Directions for this task :: Would you copy each line of the records that includes the word "types"?

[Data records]
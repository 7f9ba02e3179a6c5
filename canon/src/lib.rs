//! Card canon and prompt assembly.
//!
//! This crate owns the knowledge side of card-message generation:
//!
//! - **Canon**: authored themes and core statements per card and orientation
//! - **Role policy**: tense framing derived from the spread position
//! - **Anchors**: the two core statements a passage must cover, chosen deterministically
//! - **Prompts**: system and user text handed to the generator
//!
//! # Key Components
//!
//! - [`CanonSource`]: Trait for loading canon records (file-backed or in-memory)
//! - [`Role`]: Past / present / future framing
//! - [`select_anchors`]: Stable anchor selection from an identity seed
//! - [`PromptAssembler`]: Builds prompts from canon, role, and anchors
//!
//! # Example
//!
//! ```ignore
//! use canon::{load_side, select_anchors, anchor_seed, FileCanonSource, Orientation};
//!
//! let source = FileCanonSource::new("./canon");
//! let side = load_side(&source, "the-tower", Orientation::Upright).await?;
//! let seed = anchor_seed("journey", "the-tower", "past-1", Orientation::Upright);
//! let anchors = select_anchors(&side, &seed);
//! ```

pub mod anchors;
pub mod prompt;
pub mod role;
pub mod source;
pub mod types;

// Re-export main types
pub use anchors::{anchor_seed, join_identity, select_anchors, stable_hash, Anchors};
pub use prompt::{intention_fragment, PromptAssembler, PromptBands, PromptInput, Prompts};
pub use role::{Role, RoleError};
pub use source::{load_side, CanonError, CanonSource, FileCanonSource, InMemoryCanonSource};
pub use types::*;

Answer below ::
pub mod types;
// Re-export main types
pub use types::*;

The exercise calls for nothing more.